The domain generality of learned flexibility remains unknown. In particular, such flexibility may be specific to a particular task context or cognitive operation (e.g., shifting spatial attention), or may involve broader modulations that apply to other contexts and domains of cognition. Since contextual learning also modulates preparatory control over an individual’s readiness to update task sets and resolve response conflict (e.g. Crump et al., 2006; Crump & Logan, 2010), learned flexibility in each of these domains may share a common mechanism and consequently tend to fluctuate together in response to environmental regularities. Alternatively, learned states of preparatory control within a particular domain may change independently in accordance with uniquely associated alterations in environmental regularities.

The current study demonstrates that the statistical properties of an environment dynamically shape the adjustment of preparatory attentional control settings. Differences in the probability of shifting or holding attention across temporally or color-defined contexts modulated attentional flexibility such that individuals were most flexible in contexts for which shifting was highly probable. Our results therefore suggest that preparatory attentional control is sensitive to statistical regularities and that previously learned representations of statistical properties can evoke associated states of cognitive flexibility.

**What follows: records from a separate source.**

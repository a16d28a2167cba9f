//! HTTP request descriptor handed to the host's HTTP primitive

use kgflow_core::{Error, Result};
use serde::Serialize;
use serde_json::Value;
use url::Url;

#[derive(Clone, Copy, Debug, PartialEq, Eq, Serialize)]
#[serde(rename_all = "UPPERCASE")]
pub enum HttpMethod {
    Get,
    Post,
    Delete,
}

impl HttpMethod {
    pub fn as_str(&self) -> &'static str {
        match self {
            Self::Get => "GET",
            Self::Post => "POST",
            Self::Delete => "DELETE",
        }
    }
}

impl std::fmt::Display for HttpMethod {
    fn fmt(&self, f: &mut std::fmt::Formatter<'_>) -> std::fmt::Result {
        f.write_str(self.as_str())
    }
}

/// One outbound call: method, absolute URL, optional JSON body.
#[derive(Clone, Debug, PartialEq, Serialize)]
pub struct HttpRequest {
    pub method: HttpMethod,
    pub url: String,
    #[serde(skip_serializing_if = "Option::is_none")]
    pub body: Option<Value>,
    /// Request and response are JSON.
    pub json: bool,
}

impl HttpRequest {
    pub fn get(url: Url) -> Self {
        Self::new(HttpMethod::Get, url, None)
    }

    pub fn delete(url: Url) -> Self {
        Self::new(HttpMethod::Delete, url, None)
    }

    pub fn post(url: Url, body: Option<Value>) -> Self {
        Self::new(HttpMethod::Post, url, body)
    }

    fn new(method: HttpMethod, url: Url, body: Option<Value>) -> Self {
        Self {
            method,
            url: url.into(),
            body,
            json: true,
        }
    }
}

/// Join path segments onto a base URL. Segments are percent-encoded, so ids
/// containing `/`, `?` or spaces stay inside one segment. An empty final
/// segment produces a trailing slash.
pub fn endpoint(base_url: &str, segments: &[&str]) -> Result<Url> {
    let mut url = Url::parse(base_url.trim())
        .map_err(|e| Error::invalid_base_url(base_url, e.to_string()))?;
    url.set_query(None);
    url.set_fragment(None);
    url.path_segments_mut()
        .map_err(|_| Error::invalid_base_url(base_url, "cannot be a base"))?
        .pop_if_empty()
        .extend(segments);
    Ok(url)
}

We provide an account of how individuals rapidly and effortlessly modulate the focus of attention across a wide range of environments, each with different demands on the nature of information processing. More broadly, the present study suggests that the stability of the focus of attention can be (at least to some degree) learning-dependent, which has implications for how we understand both healthy and disordered fluctuations in attentional control.